Check each line of the records for "struct"; collect those that have it.

Segment Start: RECORD EXCERPTS

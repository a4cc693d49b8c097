//! Server configuration

use audioshelf_core::StoreConfig;
use std::net::SocketAddr;

/// Default upload limit in megabytes
const DEFAULT_MAX_UPLOAD_MB: usize = 512;

#[derive(Debug, Clone)]
pub struct ServerConfig {
    /// Address to listen on
    pub bind: SocketAddr,

    /// Comma-separated list of allowed origins, or "*" for any.
    /// When unset, only localhost development origins are allowed.
    pub cors_origins: Option<String>,

    /// Maximum request body size for uploads
    pub max_upload_bytes: usize,

    pub store: StoreConfig,
}

impl Default for ServerConfig {
    fn default() -> Self {
        Self {
            bind: SocketAddr::from(([127, 0, 0, 1], 3000)),
            cors_origins: None,
            max_upload_bytes: DEFAULT_MAX_UPLOAD_MB * 1024 * 1024,
            store: StoreConfig::new("./audioshelf_data"),
        }
    }
}

impl ServerConfig {
    /// Read configuration from `AUDIOSHELF_*` environment variables
    pub fn from_env() -> anyhow::Result<Self> {
        let mut config = Self {
            store: StoreConfig::from_env(),
            ..Self::default()
        };

        if let Ok(bind) = std::env::var("AUDIOSHELF_BIND") {
            config.bind = bind
                .parse()
                .map_err(|e| anyhow::anyhow!("Invalid AUDIOSHELF_BIND '{}': {}", bind, e))?;
        }

        config.cors_origins = std::env::var("AUDIOSHELF_CORS_ORIGINS").ok();

        if let Ok(limit) = std::env::var("AUDIOSHELF_MAX_UPLOAD_MB") {
            let mb: usize = limit.parse().map_err(|e| {
                anyhow::anyhow!("Invalid AUDIOSHELF_MAX_UPLOAD_MB '{}': {}", limit, e)
            })?;
            config.max_upload_bytes = mb * 1024 * 1024;
        }

        Ok(config)
    }
}
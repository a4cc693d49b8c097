//! API routes

use crate::config::ServerConfig;
use crate::handlers;
use crate::state::AppState;
use axum::{
    extract::DefaultBodyLimit,
    http::HeaderValue,
    routing::{get, post},
    Router,
};
use tower::ServiceBuilder;
use tower_http::{
    cors::{AllowOrigin, Any, CorsLayer},
    trace::TraceLayer,
};

/// Build the CORS layer from a comma-separated origin list, or "*" for any
fn cors_layer(origins: Option<&str>) -> CorsLayer {
    let allow_origin = match origins {
        Some("*") => AllowOrigin::any(),
        Some(origins) => {
            let allowed: Vec<HeaderValue> = origins
                .split(',')
                .filter_map(|s| s.trim().parse().ok())
                .collect();
            AllowOrigin::list(allowed)
        }
        // Default: allow localhost origins for development
        None => AllowOrigin::list([
            HeaderValue::from_static("http://localhost:3000"),
            HeaderValue::from_static("http://localhost:5173"),
            HeaderValue::from_static("http://127.0.0.1:3000"),
            HeaderValue::from_static("http://127.0.0.1:5173"),
        ]),
    };

    CorsLayer::new()
        .allow_origin(allow_origin)
        .allow_methods(Any)
        .allow_headers(Any)
}

/// Create the application router
pub fn create_router(state: AppState, config: &ServerConfig) -> Router {
    Router::new()
        .route("/books", get(handlers::list_books).post(handlers::create_book))
        .route(
            "/books/edit",
            get(handlers::get_book_named_like_route).put(handlers::edit_book),
        )
        .route(
            "/books/delete",
            get(handlers::get_book_named_like_route).delete(handlers::delete_book),
        )
        .route(
            "/books/delete-file",
            get(handlers::get_book_named_like_route).delete(handlers::delete_file),
        )
        .route(
            "/books/reorder-files",
            get(handlers::get_book_named_like_route).post(handlers::reorder_files),
        )
        .route("/books/:title", get(handlers::get_book))
        .route("/upload", post(handlers::upload))
        .route("/audio-serve", get(handlers::audio_serve))
        // SSE endpoint
        .route("/sync", get(handlers::sync_events))
        .route("/health", get(handlers::health_check))
        .layer(
            ServiceBuilder::new()
                .layer(TraceLayer::new_for_http())
                .layer(cors_layer(config.cors_origins.as_deref()))
                .layer(DefaultBodyLimit::max(config.max_upload_bytes)),
        )
        .with_state(state)
}
//! Audioshelf Core Library
//!
//! This crate provides the Library Store for the Audioshelf audiobook manager:
//! books with ordered audio file lists, persisted through a catalog backend,
//! with the audio bytes kept in a blob backend.

pub mod config;
pub mod error;
pub mod library;
pub mod playback;
pub mod storage;
pub mod types;

pub use config::StoreConfig;
pub use error::{LibraryError, Result, StorageError};
pub use library::{BookEdit, LibraryStore, Upload};
pub use playback::{AudioFile, ByteRange, Playback};
pub use types::{Book, DEFAULT_AUTHOR, DEFAULT_IMAGE_URL};
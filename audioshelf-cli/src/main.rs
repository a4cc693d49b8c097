//! Audioshelf CLI - manage an audiobook library directly on disk

mod commands;

use anyhow::{Context, Result};
use audioshelf_core::{LibraryStore, StoreConfig};
use clap::{Parser, Subcommand};
use std::path::PathBuf;
use tracing_subscriber::{layer::SubscriberExt, util::SubscriberInitExt};

#[derive(Parser)]
#[command(name = "audioshelf")]
#[command(author, version, about, long_about = None)]
struct Cli {
    /// Verbose output
    #[arg(short, long, global = true)]
    verbose: bool,

    /// Library data directory
    #[arg(long, global = true, env = "AUDIOSHELF_DATA_DIR", default_value = "./audioshelf_data")]
    data_dir: PathBuf,

    #[command(subcommand)]
    command: Commands,
}

#[derive(Subcommand)]
enum Commands {
    /// List all books and their files
    List {
        /// Output as JSON
        #[arg(long)]
        json: bool,
    },

    /// Add audio files to a book, creating it if needed
    Add {
        /// Book title
        title: String,

        /// Audio files to upload, in order
        #[arg(required = true)]
        files: Vec<PathBuf>,

        /// Book author
        #[arg(short, long)]
        author: Option<String>,

        /// Cover image URL
        #[arg(short, long)]
        image_url: Option<String>,
    },

    /// Rename a book or edit its metadata
    Rename {
        /// Current title
        old_title: String,

        /// New title (repeat the current title to only edit metadata)
        new_title: String,

        /// New author
        #[arg(short, long)]
        author: Option<String>,

        /// New cover image URL
        #[arg(short, long)]
        image_url: Option<String>,
    },

    /// Remove one file from a book
    RemoveFile {
        /// Book title
        title: String,

        /// File reference as shown by `list`
        file_ref: String,
    },

    /// Delete a book and all of its files
    Delete {
        /// Book title
        title: String,
    },

    /// Set the playback order of a book's files
    Reorder {
        /// Book title
        title: String,

        /// Every file reference of the book, in the new order
        #[arg(required = true)]
        files: Vec<String>,
    },
}

#[tokio::main]
async fn main() -> Result<()> {
    let cli = Cli::parse();

    // Initialize tracing
    let filter = if cli.verbose {
        "audioshelf_cli=debug,audioshelf_core=debug"
    } else {
        "audioshelf_cli=info"
    };

    tracing_subscriber::registry()
        .with(tracing_subscriber::EnvFilter::new(filter))
        .with(tracing_subscriber::fmt::layer().with_writer(std::io::stderr))
        .init();

    let config = StoreConfig {
        data_dir: cli.data_dir.clone(),
        ..StoreConfig::from_env()
    };
    let library = LibraryStore::open(&config)
        .await
        .with_context(|| format!("Failed to open library at {}", config.data_dir.display()))?;

    match cli.command {
        Commands::List { json } => commands::list(&library, json).await,

        Commands::Add {
            title,
            files,
            author,
            image_url,
        } => commands::add(&library, &title, &files, author, image_url).await,

        Commands::Rename {
            old_title,
            new_title,
            author,
            image_url,
        } => commands::rename(&library, &old_title, new_title, author, image_url).await,

        Commands::RemoveFile { title, file_ref } => {
            commands::remove_file(&library, &title, &file_ref).await
        }

        Commands::Delete { title } => commands::delete(&library, &title).await,

        Commands::Reorder { title, files } => commands::reorder(&library, &title, files).await,
    }
}
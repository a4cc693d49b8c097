//! Error types for Audioshelf Core

use thiserror::Error;

/// Result type alias using LibraryError
pub type Result<T> = std::result::Result<T, LibraryError>;

/// Top-level error type for all Library Store operations
#[derive(Debug, Error)]
pub enum LibraryError {
    /// A required field is missing or malformed
    #[error("Validation error: {0}")]
    Validation(String),

    /// A book or file reference does not exist
    #[error("Not found: {0}")]
    NotFound(String),

    /// The target title is already taken by another book
    #[error("Conflict: {0}")]
    Conflict(String),

    #[error("Storage error: {0}")]
    Storage(#[from] StorageError),
}

impl LibraryError {
    pub(crate) fn book_not_found(title: &str) -> Self {
        Self::NotFound(format!("Book '{}' not found", title))
    }
}

/// Errors that occur in the catalog or blob backends
#[derive(Debug, Error)]
pub enum StorageError {
    #[error("Not found: {0}")]
    NotFound(String),

    #[error("Invalid key: {0}")]
    InvalidKey(String),

    #[error("Backend error: {0}")]
    Backend(String),

    #[error("Serialization error: {0}")]
    Serialization(#[from] serde_json::Error),

    #[error("IO error: {0}")]
    Io(#[from] std::io::Error),

    #[error("Presigned URL not supported by this backend")]
    PresignedUrlNotSupported,
}

impl From<opendal::Error> for StorageError {
    fn from(err: opendal::Error) -> Self {
        match err.kind() {
            opendal::ErrorKind::NotFound => StorageError::NotFound(err.to_string()),
            _ => StorageError::Backend(err.to_string()),
        }
    }
}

Segment End: RECORD EXCERPTS

TASK SOLUTION>
pub struct ServerConfig {
struct Cli {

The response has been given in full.